# AVAILABLE RECORDS
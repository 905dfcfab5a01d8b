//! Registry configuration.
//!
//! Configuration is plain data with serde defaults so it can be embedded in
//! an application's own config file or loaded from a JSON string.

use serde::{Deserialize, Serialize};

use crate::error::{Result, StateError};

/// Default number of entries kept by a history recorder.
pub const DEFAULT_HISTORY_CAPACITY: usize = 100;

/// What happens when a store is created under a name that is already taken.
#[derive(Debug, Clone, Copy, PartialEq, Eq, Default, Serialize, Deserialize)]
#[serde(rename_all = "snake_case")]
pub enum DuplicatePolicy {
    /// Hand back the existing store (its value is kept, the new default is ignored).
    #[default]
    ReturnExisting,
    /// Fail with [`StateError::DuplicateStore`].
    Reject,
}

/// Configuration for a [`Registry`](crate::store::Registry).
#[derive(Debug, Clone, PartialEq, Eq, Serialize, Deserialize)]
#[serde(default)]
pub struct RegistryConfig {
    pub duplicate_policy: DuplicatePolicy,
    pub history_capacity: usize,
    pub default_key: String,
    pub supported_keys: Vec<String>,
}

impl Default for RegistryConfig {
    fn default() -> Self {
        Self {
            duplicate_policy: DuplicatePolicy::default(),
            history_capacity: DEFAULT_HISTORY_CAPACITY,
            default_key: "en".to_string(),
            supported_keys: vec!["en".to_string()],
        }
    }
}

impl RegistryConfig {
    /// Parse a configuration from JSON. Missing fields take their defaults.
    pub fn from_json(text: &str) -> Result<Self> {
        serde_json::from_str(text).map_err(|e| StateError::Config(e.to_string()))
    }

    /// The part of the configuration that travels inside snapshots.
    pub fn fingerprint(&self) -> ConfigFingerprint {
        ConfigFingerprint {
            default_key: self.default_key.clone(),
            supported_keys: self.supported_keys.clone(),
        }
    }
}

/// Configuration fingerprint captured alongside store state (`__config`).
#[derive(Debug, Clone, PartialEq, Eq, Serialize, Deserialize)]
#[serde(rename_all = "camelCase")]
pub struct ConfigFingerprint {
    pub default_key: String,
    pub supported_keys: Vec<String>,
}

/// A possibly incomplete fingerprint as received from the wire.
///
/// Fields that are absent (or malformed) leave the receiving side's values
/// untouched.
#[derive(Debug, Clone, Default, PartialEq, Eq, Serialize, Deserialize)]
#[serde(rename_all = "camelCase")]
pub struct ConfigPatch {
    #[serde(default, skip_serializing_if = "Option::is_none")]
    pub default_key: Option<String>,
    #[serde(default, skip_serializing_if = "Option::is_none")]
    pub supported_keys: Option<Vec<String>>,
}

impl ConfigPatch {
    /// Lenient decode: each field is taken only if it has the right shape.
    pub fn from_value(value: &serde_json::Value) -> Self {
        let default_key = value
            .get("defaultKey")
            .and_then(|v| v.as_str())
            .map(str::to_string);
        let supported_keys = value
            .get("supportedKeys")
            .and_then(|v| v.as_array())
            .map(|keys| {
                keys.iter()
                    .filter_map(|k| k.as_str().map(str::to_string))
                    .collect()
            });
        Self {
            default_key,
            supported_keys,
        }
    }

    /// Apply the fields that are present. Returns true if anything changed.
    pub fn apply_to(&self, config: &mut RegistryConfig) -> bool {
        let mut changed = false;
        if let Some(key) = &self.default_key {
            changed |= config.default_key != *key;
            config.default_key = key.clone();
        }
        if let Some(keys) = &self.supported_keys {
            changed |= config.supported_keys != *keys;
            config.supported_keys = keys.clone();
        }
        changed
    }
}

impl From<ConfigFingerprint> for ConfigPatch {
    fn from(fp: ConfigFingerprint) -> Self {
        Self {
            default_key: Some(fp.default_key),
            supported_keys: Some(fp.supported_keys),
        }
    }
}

---

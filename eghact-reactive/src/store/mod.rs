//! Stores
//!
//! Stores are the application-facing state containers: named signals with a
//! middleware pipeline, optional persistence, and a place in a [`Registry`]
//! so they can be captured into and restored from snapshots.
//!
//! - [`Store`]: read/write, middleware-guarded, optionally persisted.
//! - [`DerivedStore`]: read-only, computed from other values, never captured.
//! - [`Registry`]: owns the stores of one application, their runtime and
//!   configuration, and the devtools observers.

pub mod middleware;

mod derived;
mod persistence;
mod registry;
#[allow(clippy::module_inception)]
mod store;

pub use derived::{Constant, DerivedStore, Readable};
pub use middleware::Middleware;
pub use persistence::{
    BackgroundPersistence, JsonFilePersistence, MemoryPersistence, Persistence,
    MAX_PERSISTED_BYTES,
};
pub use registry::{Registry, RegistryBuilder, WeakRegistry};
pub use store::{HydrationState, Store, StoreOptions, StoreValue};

==

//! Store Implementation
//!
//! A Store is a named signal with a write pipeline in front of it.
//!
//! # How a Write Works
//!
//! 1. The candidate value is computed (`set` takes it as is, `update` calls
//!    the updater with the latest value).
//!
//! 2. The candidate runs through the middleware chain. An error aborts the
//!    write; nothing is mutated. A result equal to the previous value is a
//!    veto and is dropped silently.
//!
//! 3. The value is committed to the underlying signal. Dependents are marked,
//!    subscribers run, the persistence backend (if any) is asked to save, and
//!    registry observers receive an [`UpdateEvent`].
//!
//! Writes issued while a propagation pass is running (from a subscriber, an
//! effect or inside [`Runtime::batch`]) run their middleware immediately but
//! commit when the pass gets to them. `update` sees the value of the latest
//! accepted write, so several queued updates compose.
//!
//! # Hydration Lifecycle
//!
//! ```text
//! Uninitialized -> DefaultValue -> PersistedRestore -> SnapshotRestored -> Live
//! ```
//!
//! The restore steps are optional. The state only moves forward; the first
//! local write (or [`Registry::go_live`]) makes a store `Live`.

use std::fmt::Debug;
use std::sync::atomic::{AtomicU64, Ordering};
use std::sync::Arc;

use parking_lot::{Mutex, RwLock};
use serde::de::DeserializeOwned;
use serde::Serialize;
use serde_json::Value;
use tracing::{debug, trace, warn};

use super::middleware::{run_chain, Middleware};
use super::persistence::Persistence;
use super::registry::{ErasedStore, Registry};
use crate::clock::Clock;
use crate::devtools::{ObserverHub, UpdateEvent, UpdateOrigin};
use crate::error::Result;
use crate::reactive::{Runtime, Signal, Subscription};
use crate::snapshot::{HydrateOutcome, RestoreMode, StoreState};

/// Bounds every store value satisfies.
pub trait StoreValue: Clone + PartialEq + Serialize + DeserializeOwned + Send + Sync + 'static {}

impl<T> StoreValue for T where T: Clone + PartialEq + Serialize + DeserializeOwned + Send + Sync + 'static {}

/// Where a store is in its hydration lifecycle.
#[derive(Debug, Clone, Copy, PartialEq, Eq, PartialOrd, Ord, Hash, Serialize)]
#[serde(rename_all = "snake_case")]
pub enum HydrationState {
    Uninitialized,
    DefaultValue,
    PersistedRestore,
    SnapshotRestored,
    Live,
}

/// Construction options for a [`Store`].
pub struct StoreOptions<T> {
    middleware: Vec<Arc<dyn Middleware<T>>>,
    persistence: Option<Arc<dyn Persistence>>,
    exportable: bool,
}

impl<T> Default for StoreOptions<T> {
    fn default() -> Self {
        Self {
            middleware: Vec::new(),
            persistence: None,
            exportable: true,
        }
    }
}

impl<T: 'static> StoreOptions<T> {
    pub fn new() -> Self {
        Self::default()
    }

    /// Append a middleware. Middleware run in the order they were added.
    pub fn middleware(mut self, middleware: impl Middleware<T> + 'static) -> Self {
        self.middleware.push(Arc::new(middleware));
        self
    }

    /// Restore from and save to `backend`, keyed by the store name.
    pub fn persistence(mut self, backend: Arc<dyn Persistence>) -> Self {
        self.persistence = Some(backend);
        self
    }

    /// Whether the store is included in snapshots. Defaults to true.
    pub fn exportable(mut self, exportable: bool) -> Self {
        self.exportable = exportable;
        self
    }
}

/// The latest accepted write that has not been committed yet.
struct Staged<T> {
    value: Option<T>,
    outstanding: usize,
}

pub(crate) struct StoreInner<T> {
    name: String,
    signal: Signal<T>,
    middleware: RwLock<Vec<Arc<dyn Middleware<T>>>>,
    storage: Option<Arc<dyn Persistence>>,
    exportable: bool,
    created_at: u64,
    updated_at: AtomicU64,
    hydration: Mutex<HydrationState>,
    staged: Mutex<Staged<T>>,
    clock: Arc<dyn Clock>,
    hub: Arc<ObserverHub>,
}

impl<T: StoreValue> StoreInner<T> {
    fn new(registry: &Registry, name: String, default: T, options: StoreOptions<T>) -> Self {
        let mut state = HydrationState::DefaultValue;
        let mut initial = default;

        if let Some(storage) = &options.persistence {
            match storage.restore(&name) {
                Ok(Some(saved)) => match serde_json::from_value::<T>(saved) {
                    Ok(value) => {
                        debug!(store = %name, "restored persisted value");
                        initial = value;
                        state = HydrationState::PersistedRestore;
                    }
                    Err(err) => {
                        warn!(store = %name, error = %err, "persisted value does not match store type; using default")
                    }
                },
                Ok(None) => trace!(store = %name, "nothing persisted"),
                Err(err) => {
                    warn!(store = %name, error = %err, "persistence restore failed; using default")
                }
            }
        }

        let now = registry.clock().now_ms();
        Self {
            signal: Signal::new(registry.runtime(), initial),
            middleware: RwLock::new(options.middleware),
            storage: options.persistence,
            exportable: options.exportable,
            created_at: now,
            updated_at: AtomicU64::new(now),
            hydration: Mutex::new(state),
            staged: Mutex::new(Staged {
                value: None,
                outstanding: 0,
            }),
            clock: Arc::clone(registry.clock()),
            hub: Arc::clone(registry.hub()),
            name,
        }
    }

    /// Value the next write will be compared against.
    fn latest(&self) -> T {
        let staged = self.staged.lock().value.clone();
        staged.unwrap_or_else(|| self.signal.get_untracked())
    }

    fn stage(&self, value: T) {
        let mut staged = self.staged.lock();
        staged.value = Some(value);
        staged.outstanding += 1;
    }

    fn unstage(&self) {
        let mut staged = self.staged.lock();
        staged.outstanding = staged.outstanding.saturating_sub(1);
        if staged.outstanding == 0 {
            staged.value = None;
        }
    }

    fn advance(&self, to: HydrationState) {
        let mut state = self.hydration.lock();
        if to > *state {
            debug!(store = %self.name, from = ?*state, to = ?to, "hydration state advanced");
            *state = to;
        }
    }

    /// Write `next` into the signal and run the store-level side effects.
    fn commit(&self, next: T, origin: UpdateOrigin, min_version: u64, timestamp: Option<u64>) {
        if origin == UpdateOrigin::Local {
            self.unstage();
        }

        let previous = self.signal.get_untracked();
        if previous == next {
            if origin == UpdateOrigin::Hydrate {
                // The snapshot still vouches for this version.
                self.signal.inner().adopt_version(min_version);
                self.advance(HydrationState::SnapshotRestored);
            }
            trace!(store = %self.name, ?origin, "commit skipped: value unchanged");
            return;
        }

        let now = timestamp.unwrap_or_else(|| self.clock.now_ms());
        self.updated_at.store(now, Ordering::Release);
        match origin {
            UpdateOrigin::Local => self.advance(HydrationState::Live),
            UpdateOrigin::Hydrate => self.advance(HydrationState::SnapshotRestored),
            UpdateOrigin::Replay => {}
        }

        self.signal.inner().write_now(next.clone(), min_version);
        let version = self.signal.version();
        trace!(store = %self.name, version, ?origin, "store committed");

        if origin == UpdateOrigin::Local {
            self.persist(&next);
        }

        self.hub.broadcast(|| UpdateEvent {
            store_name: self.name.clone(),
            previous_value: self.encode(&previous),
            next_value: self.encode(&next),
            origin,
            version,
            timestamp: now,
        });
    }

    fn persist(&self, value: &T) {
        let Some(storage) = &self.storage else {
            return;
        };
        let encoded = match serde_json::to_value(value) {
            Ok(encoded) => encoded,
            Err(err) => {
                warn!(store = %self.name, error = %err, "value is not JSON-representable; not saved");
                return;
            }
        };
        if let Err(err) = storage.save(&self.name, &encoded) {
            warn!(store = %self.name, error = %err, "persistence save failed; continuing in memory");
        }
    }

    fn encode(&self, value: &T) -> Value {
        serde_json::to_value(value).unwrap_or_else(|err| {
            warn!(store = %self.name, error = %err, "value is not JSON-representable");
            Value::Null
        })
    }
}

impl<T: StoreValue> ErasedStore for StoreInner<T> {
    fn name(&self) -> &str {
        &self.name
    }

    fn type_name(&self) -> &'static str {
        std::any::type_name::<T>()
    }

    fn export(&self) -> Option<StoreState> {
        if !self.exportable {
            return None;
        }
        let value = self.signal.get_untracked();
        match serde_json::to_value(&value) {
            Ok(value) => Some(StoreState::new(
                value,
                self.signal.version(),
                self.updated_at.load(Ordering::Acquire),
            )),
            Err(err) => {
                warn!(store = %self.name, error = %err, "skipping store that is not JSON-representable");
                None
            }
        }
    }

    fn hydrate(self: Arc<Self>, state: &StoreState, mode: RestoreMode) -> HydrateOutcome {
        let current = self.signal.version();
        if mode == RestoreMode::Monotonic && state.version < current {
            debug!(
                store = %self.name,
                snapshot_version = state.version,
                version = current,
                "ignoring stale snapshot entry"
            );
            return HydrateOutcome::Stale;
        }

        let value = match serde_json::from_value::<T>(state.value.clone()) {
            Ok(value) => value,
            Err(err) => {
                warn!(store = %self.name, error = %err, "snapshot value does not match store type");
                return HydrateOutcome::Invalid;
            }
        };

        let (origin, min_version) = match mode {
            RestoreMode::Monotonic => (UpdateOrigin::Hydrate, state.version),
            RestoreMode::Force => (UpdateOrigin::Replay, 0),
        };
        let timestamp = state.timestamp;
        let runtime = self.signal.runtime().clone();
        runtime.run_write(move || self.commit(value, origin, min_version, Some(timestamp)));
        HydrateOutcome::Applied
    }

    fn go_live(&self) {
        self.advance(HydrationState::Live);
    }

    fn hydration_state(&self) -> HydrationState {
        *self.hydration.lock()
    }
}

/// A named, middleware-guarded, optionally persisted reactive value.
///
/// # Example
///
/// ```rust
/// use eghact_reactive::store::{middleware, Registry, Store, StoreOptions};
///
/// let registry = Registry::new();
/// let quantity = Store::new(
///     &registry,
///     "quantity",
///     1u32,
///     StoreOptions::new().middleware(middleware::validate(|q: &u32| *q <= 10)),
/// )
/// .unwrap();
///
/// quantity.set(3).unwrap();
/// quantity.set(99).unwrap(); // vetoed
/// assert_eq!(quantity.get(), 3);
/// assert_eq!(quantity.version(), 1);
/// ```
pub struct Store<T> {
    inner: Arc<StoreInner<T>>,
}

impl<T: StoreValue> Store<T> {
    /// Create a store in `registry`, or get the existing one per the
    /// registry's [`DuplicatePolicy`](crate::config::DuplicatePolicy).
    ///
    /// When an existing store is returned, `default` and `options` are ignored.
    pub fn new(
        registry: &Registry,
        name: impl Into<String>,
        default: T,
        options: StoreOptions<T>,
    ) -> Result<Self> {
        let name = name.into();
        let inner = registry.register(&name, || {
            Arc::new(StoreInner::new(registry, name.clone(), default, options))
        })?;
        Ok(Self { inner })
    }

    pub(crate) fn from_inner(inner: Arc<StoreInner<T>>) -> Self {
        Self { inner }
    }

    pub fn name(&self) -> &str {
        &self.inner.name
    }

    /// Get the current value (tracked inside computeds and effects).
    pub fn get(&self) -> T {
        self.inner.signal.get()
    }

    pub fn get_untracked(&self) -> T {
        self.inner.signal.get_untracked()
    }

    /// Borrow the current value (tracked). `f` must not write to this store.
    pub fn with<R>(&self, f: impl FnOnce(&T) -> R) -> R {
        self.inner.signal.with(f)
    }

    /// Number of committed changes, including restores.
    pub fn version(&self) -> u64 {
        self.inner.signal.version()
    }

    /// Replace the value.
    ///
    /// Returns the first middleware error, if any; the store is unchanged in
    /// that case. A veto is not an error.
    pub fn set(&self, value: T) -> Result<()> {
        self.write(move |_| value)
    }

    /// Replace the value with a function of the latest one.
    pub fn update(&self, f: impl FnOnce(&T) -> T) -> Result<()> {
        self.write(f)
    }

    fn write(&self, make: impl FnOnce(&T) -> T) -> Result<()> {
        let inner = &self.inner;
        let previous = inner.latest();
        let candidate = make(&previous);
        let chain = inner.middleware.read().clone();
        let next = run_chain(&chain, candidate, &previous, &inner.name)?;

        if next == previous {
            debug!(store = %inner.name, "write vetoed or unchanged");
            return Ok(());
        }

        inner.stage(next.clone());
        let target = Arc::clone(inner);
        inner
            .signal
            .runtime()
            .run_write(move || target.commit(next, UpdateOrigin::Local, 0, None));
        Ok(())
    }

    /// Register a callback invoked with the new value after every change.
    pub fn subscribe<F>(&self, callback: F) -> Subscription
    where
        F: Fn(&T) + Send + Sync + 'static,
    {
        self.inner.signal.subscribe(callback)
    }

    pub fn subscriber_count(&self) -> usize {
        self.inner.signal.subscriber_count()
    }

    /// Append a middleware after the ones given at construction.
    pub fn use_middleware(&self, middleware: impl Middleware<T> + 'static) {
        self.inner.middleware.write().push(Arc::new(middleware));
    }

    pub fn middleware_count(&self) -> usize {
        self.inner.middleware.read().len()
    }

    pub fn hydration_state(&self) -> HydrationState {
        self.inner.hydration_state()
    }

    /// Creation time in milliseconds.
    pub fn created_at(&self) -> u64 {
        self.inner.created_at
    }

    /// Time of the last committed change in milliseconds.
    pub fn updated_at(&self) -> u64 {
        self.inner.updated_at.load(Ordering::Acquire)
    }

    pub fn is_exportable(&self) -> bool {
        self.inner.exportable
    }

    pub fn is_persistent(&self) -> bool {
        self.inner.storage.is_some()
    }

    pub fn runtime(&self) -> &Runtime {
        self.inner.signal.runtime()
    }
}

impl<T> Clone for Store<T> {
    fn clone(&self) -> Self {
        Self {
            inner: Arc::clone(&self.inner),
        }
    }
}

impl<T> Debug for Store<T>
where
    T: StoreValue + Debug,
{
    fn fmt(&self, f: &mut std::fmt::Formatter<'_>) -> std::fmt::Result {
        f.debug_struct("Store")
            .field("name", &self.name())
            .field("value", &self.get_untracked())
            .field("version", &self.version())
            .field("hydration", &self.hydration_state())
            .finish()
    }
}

# EXERCISE AIM
All lines above from the one containing "repository 905dfcfab5a01d8b" to the one containing "take their defaults." must be repeated exactly, both lines included, and no others.

# TASK RESPONSE
repository 905dfcfab5a01d8b
//! Registry configuration.
//!
//! Configuration is plain data with serde defaults so it can be embedded in
//! an application's own config file or loaded from a JSON string.

use serde::{Deserialize, Serialize};

use crate::error::{Result, StateError};

/// Default number of entries kept by a history recorder.
pub const DEFAULT_HISTORY_CAPACITY: usize = 100;

/// What happens when a store is created under a name that is already taken.
#[derive(Debug, Clone, Copy, PartialEq, Eq, Default, Serialize, Deserialize)]
#[serde(rename_all = "snake_case")]
pub enum DuplicatePolicy {
    /// Hand back the existing store (its value is kept, the new default is ignored).
    #[default]
    ReturnExisting,
    /// Fail with [`StateError::DuplicateStore`].
    Reject,
}

/// Configuration for a [`Registry`](crate::store::Registry).
#[derive(Debug, Clone, PartialEq, Eq, Serialize, Deserialize)]
#[serde(default)]
pub struct RegistryConfig {
    pub duplicate_policy: DuplicatePolicy,
    pub history_capacity: usize,
    pub default_key: String,
    pub supported_keys: Vec<String>,
}

impl Default for RegistryConfig {
    fn default() -> Self {
        Self {
            duplicate_policy: DuplicatePolicy::default(),
            history_capacity: DEFAULT_HISTORY_CAPACITY,
            default_key: "en".to_string(),
            supported_keys: vec!["en".to_string()],
        }
    }
}

impl RegistryConfig {
    /// Parse a configuration from JSON. Missing fields take their defaults.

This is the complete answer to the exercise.